=== Material provided ===

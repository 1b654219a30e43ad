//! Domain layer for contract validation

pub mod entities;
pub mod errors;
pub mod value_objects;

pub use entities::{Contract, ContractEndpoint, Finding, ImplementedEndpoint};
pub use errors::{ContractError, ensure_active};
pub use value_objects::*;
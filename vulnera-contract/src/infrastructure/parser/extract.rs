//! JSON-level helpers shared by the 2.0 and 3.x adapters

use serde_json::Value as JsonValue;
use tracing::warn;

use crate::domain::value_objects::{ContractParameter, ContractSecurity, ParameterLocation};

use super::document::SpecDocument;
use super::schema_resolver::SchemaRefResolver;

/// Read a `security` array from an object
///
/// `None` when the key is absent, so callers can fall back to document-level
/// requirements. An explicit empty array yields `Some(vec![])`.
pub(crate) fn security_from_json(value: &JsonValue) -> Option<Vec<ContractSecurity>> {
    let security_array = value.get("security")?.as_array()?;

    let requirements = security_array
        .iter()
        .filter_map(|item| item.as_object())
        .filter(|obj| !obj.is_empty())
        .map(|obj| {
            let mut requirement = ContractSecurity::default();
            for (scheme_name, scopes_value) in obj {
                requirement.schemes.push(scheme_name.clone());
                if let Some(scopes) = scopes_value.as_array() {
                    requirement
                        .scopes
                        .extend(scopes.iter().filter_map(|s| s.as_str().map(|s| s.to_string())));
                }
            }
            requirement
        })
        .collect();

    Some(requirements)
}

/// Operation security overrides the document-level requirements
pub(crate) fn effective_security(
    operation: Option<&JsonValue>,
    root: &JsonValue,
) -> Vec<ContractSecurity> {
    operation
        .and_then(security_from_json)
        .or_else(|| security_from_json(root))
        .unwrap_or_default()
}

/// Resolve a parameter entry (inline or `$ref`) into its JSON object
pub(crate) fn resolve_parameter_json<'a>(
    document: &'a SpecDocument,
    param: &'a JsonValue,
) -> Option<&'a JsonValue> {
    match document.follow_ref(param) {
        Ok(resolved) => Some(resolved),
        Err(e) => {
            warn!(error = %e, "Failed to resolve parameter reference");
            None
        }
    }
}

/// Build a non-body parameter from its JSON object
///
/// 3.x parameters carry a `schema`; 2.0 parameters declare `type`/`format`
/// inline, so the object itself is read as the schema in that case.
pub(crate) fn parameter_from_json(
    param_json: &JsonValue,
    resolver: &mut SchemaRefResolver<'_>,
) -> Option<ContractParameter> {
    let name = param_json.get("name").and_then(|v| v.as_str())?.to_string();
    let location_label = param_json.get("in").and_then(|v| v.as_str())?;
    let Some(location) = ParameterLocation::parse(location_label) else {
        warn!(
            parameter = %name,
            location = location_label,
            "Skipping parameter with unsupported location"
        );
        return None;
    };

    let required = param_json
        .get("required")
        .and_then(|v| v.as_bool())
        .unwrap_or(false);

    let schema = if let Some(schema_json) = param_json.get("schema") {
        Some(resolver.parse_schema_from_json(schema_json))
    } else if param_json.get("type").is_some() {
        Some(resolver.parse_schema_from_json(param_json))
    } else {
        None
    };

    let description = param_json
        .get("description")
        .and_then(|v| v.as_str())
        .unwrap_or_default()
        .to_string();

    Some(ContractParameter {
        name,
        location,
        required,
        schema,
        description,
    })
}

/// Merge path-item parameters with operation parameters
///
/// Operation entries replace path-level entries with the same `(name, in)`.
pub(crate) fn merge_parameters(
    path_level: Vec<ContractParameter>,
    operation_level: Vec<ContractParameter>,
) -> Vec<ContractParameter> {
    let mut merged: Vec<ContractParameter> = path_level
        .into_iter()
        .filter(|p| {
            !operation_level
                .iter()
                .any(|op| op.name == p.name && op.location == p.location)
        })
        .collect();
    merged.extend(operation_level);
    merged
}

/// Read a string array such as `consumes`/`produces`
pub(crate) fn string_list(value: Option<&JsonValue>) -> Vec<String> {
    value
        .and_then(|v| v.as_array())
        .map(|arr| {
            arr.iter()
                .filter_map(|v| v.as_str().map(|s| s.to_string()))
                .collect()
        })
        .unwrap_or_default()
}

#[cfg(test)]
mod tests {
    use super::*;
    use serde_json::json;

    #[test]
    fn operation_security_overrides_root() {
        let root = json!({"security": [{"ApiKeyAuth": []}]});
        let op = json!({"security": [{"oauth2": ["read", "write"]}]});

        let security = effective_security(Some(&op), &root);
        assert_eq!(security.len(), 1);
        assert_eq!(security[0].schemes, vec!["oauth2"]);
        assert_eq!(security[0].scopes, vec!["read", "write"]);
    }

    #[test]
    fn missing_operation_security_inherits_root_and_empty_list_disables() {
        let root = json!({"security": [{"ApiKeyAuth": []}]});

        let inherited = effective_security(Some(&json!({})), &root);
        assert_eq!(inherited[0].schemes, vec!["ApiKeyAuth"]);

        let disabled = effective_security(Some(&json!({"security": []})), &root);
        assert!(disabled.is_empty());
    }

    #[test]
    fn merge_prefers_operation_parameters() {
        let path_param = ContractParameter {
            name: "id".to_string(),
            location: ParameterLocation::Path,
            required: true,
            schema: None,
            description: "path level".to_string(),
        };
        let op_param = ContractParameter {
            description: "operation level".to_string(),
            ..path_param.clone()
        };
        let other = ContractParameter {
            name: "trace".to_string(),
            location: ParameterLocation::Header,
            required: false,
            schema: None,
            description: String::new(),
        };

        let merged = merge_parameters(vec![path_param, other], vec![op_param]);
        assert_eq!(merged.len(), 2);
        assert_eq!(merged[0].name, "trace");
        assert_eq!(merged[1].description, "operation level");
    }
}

===

> Exercise:
Find "document" in the data above. Report each line where it appears.

> Answer for the task:
use super::document::SpecDocument;
/// `None` when the key is absent, so callers can fall back to document-level
/// Operation security overrides the document-level requirements
    document: &'a SpecDocument,
    match document.follow_ref(param) {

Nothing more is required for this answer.